J’entends la porte claquer. Il est trempé, odeur de pluie et de colère. Je suis nue par terre, cul en l’air, ‘pardon’ écrit en feutre rouge sur mes fesses. Erreur monumentale. ‘Quoi, tu décides de ta punition toi-même ? T’as ruiné ma journée ! Rhabille-toi, nettoie ça et file en chambre !’

L’oubli fatal et l’arrivée furieuse

Je frotte vite fait, le marqueur bave un peu, odeur chimique. Je l’entends sous la douche, l’eau qui gicle, son corps qui frotte. Il sort, voix calme : ‘Virginie, rejoins-moi au salon, en sous-vêtements seulement.’ Je file, string rouge à pois, soutif assorti. ‘Pardon chéri, j’ai été conne.’ Il soupire : ‘C’est passé, mais on attend pas le 22. Grande punition ce soir.’

‘Penché-toi sur la table, bras tendus, mains plates.’ Je m’exécute, le bois froid contre mes seins. Il flatte mes fesses, baisse mon slip juste en dessous. Sa main glisse sur ma fente, déjà trempée. ‘Ouverte et mouillée, ça sera plus sévère.’ Il revient avec des glaçons, trace mon dos, sous le soutif. Frissons glacés, chair de poule. Aisselles, puis chatte, je tressaille, jus qui coule.

Premières claques sur le cul nu. Clac ! Chairs qui tremblent, brûlure qui monte. ‘Détends tes fesses !’ J’obéis, il alternes, rythme infernal. Odeur de peau chaude, sueur légère. Je pleure presque, il s’arrête. À genoux, je sors sa queue à demi molle, odeur musquée. Je l’avale entière, langue qui tournoie, couilles épilées soyeuses comme du velours. Je les suce, slurpp, hampe qui durcit dans ma gorge.
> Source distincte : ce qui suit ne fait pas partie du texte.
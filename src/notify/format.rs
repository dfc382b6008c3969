// src/notify/format.rs
// Renders the message body for one listing. The layout follows the format
// subscribers already know from the marketplace alerts: labelled lines plus
// a link anchor, HTML-escaped where user-controlled text flows in.

use html_escape::{encode_double_quoted_attribute, encode_text};

use crate::source::ListingRecord;

/// Best-offer marker: green when the seller accepts offers.
fn best_offer_marker(record: &ListingRecord) -> &'static str {
    if record.best_offer {
        "🟢"
    } else {
        "🔴"
    }
}

/// HTML message body for a new listing.
pub fn format_listing(record: &ListingRecord) -> String {
    let title = encode_text(&record.title);
    let link = encode_double_quoted_attribute(&record.url);
    let condition = record.condition.as_deref().unwrap_or("-");
    let feedback = record.feedback_count.unwrap_or(0);
    let published = record.first_seen_at.format("%d.%m.%Y %H:%M UTC");

    format!(
        "<b>Name:</b> {title}\n\n\
         <b>Preis:</b> {price}\n\
         <b>Preisvorschlag:</b> {marker}\n\
         <b>Artikelzustand:</b> {condition}\n\
         <b>Bewertungen:</b> {feedback}\n\
         <b>Veröffentlicht:</b> {published}\n\n\
         <a href=\"{link}\">Öffne Link</a>",
        price = record.price,
        marker = best_offer_marker(record),
        condition = encode_text(condition),
    )
}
La sonnette. Merde. Il remonte son froc, va ouvrir. Céline, la voisine étudiante, écharpe autour du cou, ‘Panne d’électricité.’ Il monte, remet le disjoncteur. ‘Descends boire un verre, il fait froid là-haut.’ Je me rhabille vite, champagne au salon. Céline rougit vite, parle peinture, Vénus nues de Titien. Chaud, j’enlève mon pull, soutif en vue. Elle suit, Dim blanc simple.

La fessée, la voisine et l’orgie inattendue

Dessert glace. ‘Moi punie, pas de glace.’ J’explique notre deal. Julien : ‘À genoux sur la chaise, jupe baissée, mains sur tête.’ Cul rouge exposé. Céline mate. ‘T’aimes ses fesses rougies ?’ Elle hoche la tête. Il baisse mon string : ‘Fessée, regarde la couleur pourpre.’ ‘Ça fait mal ?’ ‘Essaie, c’est excitant.’

Céline curieuse. Je la prépare, enlève chaussures, pantalon, caresse sa peau douce. Sur les genoux de Julien, seins dégagés, il pelote, chatouille. ‘J’adore !’ Fessée commence, ‘Oauch !’ Plus fort, cul qui rougit, mouille qui dégouline, trou du cul qui s’ouvre. Larmes, je la serre, l’embrasse tendrement, langues qui dansent, goût sucré.

Julien doigte sa chatte, puis cul badigeonné de mouille. Il la pénètre anal doucement, gémissements, odeur intime. Puis vagin d’un coup, rythme qui monte. ‘Plus vite !’ Elle hurle, orgasme. Il gicle sur nos joues, sperme chaud salé. On se câline, elle suce ses couilles veloutées, je branle son sexe ramolli en me touchant.

Sous la douche, on se taquine, bulles savonneuses, rires. Je la crème au cul plus tard. Julien a attendu longtemps en bas… mais il sourit.